When I was younger I wasn’t sad because I was online, I was online because I was sad and felt out of place in reality.
The cough isn’t the cause of the cold, it’s a symptom.
Also, I gained more empathy the older I got. So you probably need a bigger data set than your own experiences.
Yes, my intention was to respond to an anecdote with another anecdote to illustrate that point. Some of us can claim they looked at depraved shit as a kid and turned out fine, but statistically, many of us did not turn out fine.
For me, I’ve only spent more time online as I’ve gotten older for the reasons you stated. As a kid, my screen time was maybe an hour or so. I’m not saying the Internet turned me into an asshole, but I do believe that it had a hand in it.
I think it’s less the network’s fault, and more on where someone chooses to spend their time on the network. If you’re on Facebook, it is in their interest to piss you off so you stay and fight. But plenty of other tools exist to connect folks online without being manipulative.
It’s like fire, nuclear energy, or most any other tool. Use it right and everyone benefits, use it wrong and people get hurt.
Agreed, but we’re specifically talking about looking at depraved content on the Internet.
Yes but we can’t tell if that’s caused by being online, it’s possible you’d have had the same problems anyway or possibly worse. For all we know the internet helped you deal with your issues and without it you’d have ended up a serial killer.
Life is just very complex.
Hard to believe this isn’t simply due to improved detection, reporting and treatment options.
Gen X and boomers still go to the Dr and undergo depression screenings, yet Gen X has roughly half the rates of depression as gen z and millennials. https://www.ncbi.nlm.nih.gov/pmc/articles/PMC9934502/
The key metric would be to review care detection and frequency at the same chronological age of participants, not simply today.
So you think young people are more likely to be mentally ill and then grow out of it when older?
No, do not write leading statements like that, it’s rude. Just ask me to clarify.
I’m saying there’s.no point measuring millennial healthcare analytics vs older generations because millennials aren’t older yet (obviously). So point in time analytics aren’t valuable ( edit to my conversation, obviously they are useful) My point was to understand the health analytics of a cohort relative to care options, you must consider the same age band, no matter the year.

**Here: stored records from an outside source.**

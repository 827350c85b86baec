//! In-memory inventory store
//!
//! Used for testing and development. Not persistent.
//! A batch apply holds the write lock for its whole duration, which serializes
//! it against every other writer the same way row locks do in PostgreSQL.

use async_trait::async_trait;
use biblioshift_core::{
    Author, AuthorId, Book, BookId, BookMeta, DeltaBatch, Holding, HoldingKey, HoldingRow,
    Library, LibraryId, LibraryUsage,
};
use futures::stream::{self, BoxStream, StreamExt};
use parking_lot::RwLock;
use std::collections::{BTreeMap, HashMap};
use std::sync::atomic::{AtomicU64, Ordering};

use crate::error::{InventoryError, Result};
use crate::seed::Catalog;
use crate::store::{CatalogStore, ImportSummary, InventoryStore};

#[derive(Debug, Default)]
struct Tables {
    authors: BTreeMap<AuthorId, Author>,
    books: BTreeMap<BookId, Book>,
    libraries: BTreeMap<LibraryId, Library>,
    holdings: BTreeMap<HoldingKey, i64>,
}

impl Tables {
    fn name_taken(&self, name: &str) -> bool {
        self.libraries.values().any(|l| l.name == name)
    }
}

/// In-memory inventory store
#[derive(Debug, Default)]
pub struct MemoryInventory {
    tables: RwLock<Tables>,

    /// Number of successful batch applies
    applies: AtomicU64,
}

impl MemoryInventory {
    /// Create an empty store
    pub fn new() -> Self {
        Self::default()
    }

    /// Add or replace a library
    pub fn add_library(&self, id: LibraryId, name: impl Into<String>, capacity: i64) {
        self.tables.write().libraries.insert(
            id,
            Library {
                id,
                name: name.into(),
                capacity,
            },
        );
    }

    /// Add or replace an author
    pub fn add_author(&self, id: AuthorId, full_name: impl Into<String>) {
        self.tables.write().authors.insert(
            id,
            Author {
                id,
                full_name: full_name.into(),
                birth_date: None,
            },
        );
    }

    /// Add or replace a book
    pub fn add_book(&self, id: BookId, title: impl Into<String>, year: i32, author_id: AuthorId) {
        self.tables.write().books.insert(
            id,
            Book {
                id,
                title: title.into(),
                year,
                author_id,
            },
        );
    }

    /// Set a holding row, creating it if absent
    pub fn set_holding(&self, library_id: LibraryId, book_id: BookId, quantity: i64) {
        self.tables
            .write()
            .holdings
            .insert(HoldingKey::new(library_id, book_id), quantity);
    }

    /// Quantity of a holding row, `None` when the row does not exist
    pub fn holding(&self, library_id: LibraryId, book_id: BookId) -> Option<i64> {
        self.tables
            .read()
            .holdings
            .get(&HoldingKey::new(library_id, book_id))
            .copied()
    }

    /// All holding rows, ordered by library then book
    pub fn holdings(&self) -> Vec<Holding> {
        self.tables
            .read()
            .holdings
            .iter()
            .map(|(k, q)| Holding {
                library_id: k.library_id,
                book_id: k.book_id,
                quantity: *q,
            })
            .collect()
    }

    /// Number of successful batch applies so far
    pub fn apply_count(&self) -> u64 {
        self.applies.load(Ordering::SeqCst)
    }

    /// Clear all tables
    pub fn clear(&self) {
        *self.tables.write() = Tables::default();
    }
}

#[async_trait]
impl InventoryStore for MemoryInventory {
    async fn library_count(&self) -> Result<usize> {
        Ok(self.tables.read().libraries.len())
    }

    async fn library_ids(&self) -> Result<Vec<LibraryId>> {
        Ok(self.tables.read().libraries.keys().copied().collect())
    }

    fn under_covered_books(&self, library_count: usize) -> BoxStream<'_, Result<BookId>> {
        // (covered, total) per book
        let mut per_book: BTreeMap<BookId, (usize, i64)> = BTreeMap::new();
        for (key, quantity) in &self.tables.read().holdings {
            let entry = per_book.entry(key.book_id).or_default();
            if *quantity > 0 {
                entry.0 += 1;
            }
            entry.1 += quantity;
        }

        let ids: Vec<BookId> = per_book
            .into_iter()
            .filter(|(_, (covered, total))| *covered < library_count && *total > 0)
            .map(|(id, _)| id)
            .collect();

        stream::iter(ids.into_iter().map(Ok)).boxed()
    }

    async fn book_holdings(&self, book_id: BookId) -> Result<Vec<HoldingRow>> {
        Ok(self
            .tables
            .read()
            .holdings
            .iter()
            .filter(|(k, _)| k.book_id == book_id)
            .map(|(k, q)| HoldingRow::new(k.library_id, *q))
            .collect())
    }

    async fn library_usage(&self) -> Result<Vec<LibraryUsage>> {
        let tables = self.tables.read();

        let mut used: HashMap<LibraryId, i64> = HashMap::new();
        for (key, quantity) in &tables.holdings {
            *used.entry(key.library_id).or_default() += quantity;
        }

        Ok(tables
            .libraries
            .values()
            .map(|l| LibraryUsage {
                id: l.id,
                capacity: l.capacity,
                used: used.get(&l.id).copied().unwrap_or(0),
            })
            .collect())
    }

    async fn book_meta(&self, ids: &[BookId]) -> Result<Vec<BookMeta>> {
        let tables = self.tables.read();
        let mut metas: Vec<BookMeta> = ids
            .iter()
            .filter_map(|id| tables.books.get(id))
            .map(|b| BookMeta {
                id: b.id,
                year: b.year,
                author_id: b.author_id,
            })
            .collect();
        metas.sort_by_key(|m| m.id);
        metas.dedup_by_key(|m| m.id);
        Ok(metas)
    }

    async fn apply_deltas(&self, batch: &DeltaBatch) -> Result<()> {
        if batch.is_empty() {
            return Ok(());
        }

        let mut tables = self.tables.write();

        // Validate everything before the first mutation so a failure leaves
        // no partial update behind
        for (key, _) in batch.increments() {
            if !tables.libraries.contains_key(&key.library_id) {
                return Err(InventoryError::Conflict(format!(
                    "library {} does not exist",
                    key.library_id
                )));
            }
            if !tables.books.contains_key(&key.book_id) {
                return Err(InventoryError::Conflict(format!(
                    "book {} does not exist",
                    key.book_id
                )));
            }
        }
        for (key, quantity) in batch.decrements() {
            let current = tables.holdings.get(&key).copied().ok_or_else(|| {
                InventoryError::Conflict(format!(
                    "holding (library {}, book {}) does not exist",
                    key.library_id, key.book_id
                ))
            })?;
            if current + batch.net(&key) < 0 {
                return Err(InventoryError::Conflict(format!(
                    "holding (library {}, book {}) has {} copies, cannot remove {}",
                    key.library_id, key.book_id, current, quantity
                )));
            }
        }

        for (key, quantity) in batch.increments() {
            *tables.holdings.entry(key).or_insert(0) += quantity;
        }
        for (key, quantity) in batch.decrements() {
            if let Some(current) = tables.holdings.get_mut(&key) {
                *current -= quantity;
            }
        }

        self.applies.fetch_add(1, Ordering::SeqCst);
        Ok(())
    }
}

#[async_trait]
impl CatalogStore for MemoryInventory {
    async fn import_catalog(&self, catalog: &Catalog, flush: bool) -> Result<ImportSummary> {
        let mut tables = self.tables.write();
        let mut summary = ImportSummary::default();

        if flush {
            *tables = Tables::default();
        }

        for author in &catalog.authors {
            if !tables.authors.contains_key(&author.id) {
                tables.authors.insert(author.id, author.clone());
                summary.authors += 1;
            }
        }
        for book in &catalog.books {
            if !tables.books.contains_key(&book.id) {
                tables.books.insert(book.id, book.clone());
                summary.books += 1;
            }
        }
        for library in &catalog.libraries {
            if !tables.libraries.contains_key(&library.id) && !tables.name_taken(&library.name) {
                tables.libraries.insert(library.id, library.clone());
                summary.libraries += 1;
            }
        }

        Ok(summary)
    }

    async fn insert_holdings(&self, holdings: &[Holding]) -> Result<u64> {
        if let Some(bad) = holdings.iter().find(|h| h.quantity < 0) {
            return Err(InventoryError::Invalid(format!(
                "negative quantity {} for library {}, book {}",
                bad.quantity, bad.library_id, bad.book_id
            )));
        }

        let mut tables = self.tables.write();
        let mut inserted = 0;
        for holding in holdings {
            let key = HoldingKey::new(holding.library_id, holding.book_id);
            if !tables.holdings.contains_key(&key) {
                tables.holdings.insert(key, holding.quantity);
                inserted += 1;
            }
        }
        Ok(inserted)
    }

    async fn libraries(&self) -> Result<Vec<Library>> {
        Ok(self.tables.read().libraries.values().cloned().collect())
    }

    async fn library(&self, id: LibraryId) -> Result<Option<Library>> {
        Ok(self.tables.read().libraries.get(&id).cloned())
    }

    async fn book_ids(&self) -> Result<Vec<BookId>> {
        Ok(self.tables.read().books.keys().copied().collect())
    }

    async fn books(&self, ids: &[BookId]) -> Result<Vec<Book>> {
        let tables = self.tables.read();
        let mut books: Vec<Book> = ids
            .iter()
            .filter_map(|id| tables.books.get(id))
            .cloned()
            .collect();
        books.sort_by_key(|b| b.id);
        books.dedup_by_key(|b| b.id);
        Ok(books)
    }

    async fn add_copies(
        &self,
        library_id: LibraryId,
        book_ids: &[BookId],
        copies: i64,
    ) -> Result<u64> {
        if copies < 0 {
            return Err(InventoryError::Invalid(format!(
                "cannot add {copies} copies"
            )));
        }

        let mut tables = self.tables.write();
        if !tables.libraries.contains_key(&library_id) {
            return Err(InventoryError::NotFound(format!("library {library_id}")));
        }
        if let Some(missing) = book_ids.iter().find(|id| !tables.books.contains_key(*id)) {
            return Err(InventoryError::NotFound(format!("book {missing}")));
        }

        let mut unique = book_ids.to_vec();
        unique.sort_unstable();
        unique.dedup();

        for book_id in &unique {
            *tables
                .holdings
                .entry(HoldingKey::new(library_id, *book_id))
                .or_insert(0) += copies;
        }
        Ok(unique.len() as u64)
    }
}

So like " describe mental health detection among 20-30 yo’s across decade’s of history"
You’re calling me rude for asking you to clarify. That was a question, not a leading statement. Note the question mark. The studies say millennials have gotten more mentally ill over time and that Gen Z have even higher rates than millennials did at the same age, so I think it’s unlikely to be an age issue, but you seem to want evidence that’s impossible to provide, so there’s no point in discussing this with you.
It’s a statement you are assuming I made, which I contested.
How “mental illnesses” are described and defined in scientific literature changes as science (and bureaucracy) progresses, as do our methods of measurement, and our scientific understanding of what is involved- science moves faster than languages evolve to adapt to its progress.
It is therefore not strictly and necessarily a matter of increased prevalence, but how we encapsulate and express these things culturally.
Compare the logical conundrum of the infinitely expanding shoreline. Was it Alfred Korszybski with that? My memory fails me.